As he did in his letter to the U.S. bishops at Mundelein, Pope Francis is likely to encourage the assembled bishops to greater personal conversion, and to emphasize, as he often has, the centrality of personal integrity in resolving allegations of sexual abuse or misconduct.

It is expected that a guilty verdict for Archbishop McCarrick will be announced before the February meeting, along with the likely penalty of laicization. But Vatican sources do not expect a report on the Vatican’s investigation into its own documents on McCarrick to be forthcoming.

Leadership and committees of the U.S. bishops’ conference continue to revise and discuss the policies they proposed in November, along with alternatives that emerged during their meeting. It is not likely that the February summit will substantially impact that work. Instead, it seems most likely that the bishops’ will work on their policies and proposals until a March meeting of the conference’s administrative committee, and then send them to Rome for review.

After DiNardo was accused of not giving the Vatican enough time to weigh in on proposals before the November meeting, the bishops will want to leave ample time for back and forth with Rome before they vote at their June meeting on whatever draft policies have received an initial approval from the Vatican.

The priorities for the U.S. bishops are said to be establishing a mechanism for credibly investigating allegations of abuse, negligence, or misconduct against bishops; investigating the possibility of expanding the Church’s definition of vulnerable adults to include seminarians and others under the authority of bishops, and creating protocols for bishops who are removed or resign from their posts amid scandal or allegations.

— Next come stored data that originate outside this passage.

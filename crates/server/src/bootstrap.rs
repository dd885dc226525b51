use std::sync::Arc;

use chrono::Duration;
use thiserror::Error;
use tracing::info;

use paintquote_agent::provider::{select_provider, ProviderError};
use paintquote_agent::runtime::IntakeRuntime;
use paintquote_agent::TracingAuditSink;
use paintquote_core::assembler::QuoteAssembler;
use paintquote_core::config::{AppConfig, ConfigError, LoadOptions};
use paintquote_core::pricing::{DeterministicPricingEngine, StructuralValidator};
use paintquote_core::session::{Clock, InMemorySessionStore, SystemClock, TurnRateLimiter};
use paintquote_db::repositories::{SqlCompanyRepository, SqlQuoteRepository};
use paintquote_db::{connect_with_settings, migrations, DbPool};

pub struct Application {
    pub config: AppConfig,
    pub db_pool: DbPool,
    pub runtime: Arc<IntakeRuntime>,
}

#[derive(Debug, Error)]
pub enum BootstrapError {
    #[error(transparent)]
    Config(#[from] ConfigError),
    #[error("database connection failed: {0}")]
    DatabaseConnect(#[source] sqlx::Error),
    #[error("database migration failed: {0}")]
    Migration(#[source] sqlx::migrate::MigrateError),
    #[error("conversation provider setup failed: {0}")]
    Provider(#[from] ProviderError),
}

pub async fn bootstrap(options: LoadOptions) -> Result<Application, BootstrapError> {
    let config = AppConfig::load(options)?;
    bootstrap_with_config(config).await
}

pub async fn bootstrap_with_config(config: AppConfig) -> Result<Application, BootstrapError> {
    info!(
        event_name = "system.bootstrap.start",
        correlation_id = "bootstrap",
        "starting application bootstrap"
    );

    let db_pool = connect_with_settings(
        &config.database.url,
        config.database.max_connections,
        config.database.timeout_secs,
    )
    .await
    .map_err(BootstrapError::DatabaseConnect)?;
    info!(
        event_name = "system.bootstrap.database_connected",
        correlation_id = "bootstrap",
        "database connection established"
    );

    migrations::run_pending(&db_pool).await.map_err(BootstrapError::Migration)?;
    info!(
        event_name = "system.bootstrap.migrations_applied",
        correlation_id = "bootstrap",
        "database migrations applied"
    );

    let runtime = build_runtime(&config, db_pool.clone())?;
    info!(
        event_name = "system.bootstrap.runtime_ready",
        correlation_id = "bootstrap",
        provider = runtime.provider_name(),
        session_idle_minutes = config.intake.session_idle_minutes,
        turns_per_minute = config.intake.turns_per_minute,
        "intake runtime initialized"
    );

    Ok(Application { config, db_pool, runtime: Arc::new(runtime) })
}

fn build_runtime(config: &AppConfig, db_pool: DbPool) -> Result<IntakeRuntime, BootstrapError> {
    let clock: Arc<dyn Clock> = Arc::new(SystemClock);
    let idle = Duration::minutes(i64::from(config.intake.session_idle_minutes));
    let assembler = QuoteAssembler::new(
        DeterministicPricingEngine::new(config.pricing.policy()),
        StructuralValidator,
    );

    Ok(IntakeRuntime::new(
        select_provider(&config.llm)?,
        Arc::new(InMemorySessionStore::new(clock.clone(), idle)),
        Arc::new(SqlCompanyRepository::new(db_pool.clone())),
        Arc::new(SqlQuoteRepository::new(db_pool)),
    )
    .with_limiter(TurnRateLimiter::new(config.intake.turns_per_minute, clock.clone()))
    .with_assembler(assembler)
    .with_audit(Arc::new(TracingAuditSink))
    .with_clock(clock))
}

It seems likely they’ll be able to accomplish some portion of those goals by the conclusion of their June meeting.

The question, of course, is whether Catholics will wait.

Among the effects of the scandal has been a much broader sense of disillusionment and disenfranchisement from Catholics than was palpable in the aftermath of the 2002. It is not yet clear whether the scandals of 2018 have impacted Church attendance or diocesan financial support. And, of course, for many Catholics the anger of last summer has abated. But episcopal leadership is under a new level of scrutiny in the U.S., and voices from across the ecclesial spectrum have been unrelenting in calling for change.

Some of those voices are likely to intensify after the February meeting, at which the outcomes, and even the agenda, are not likely to meet public expectation.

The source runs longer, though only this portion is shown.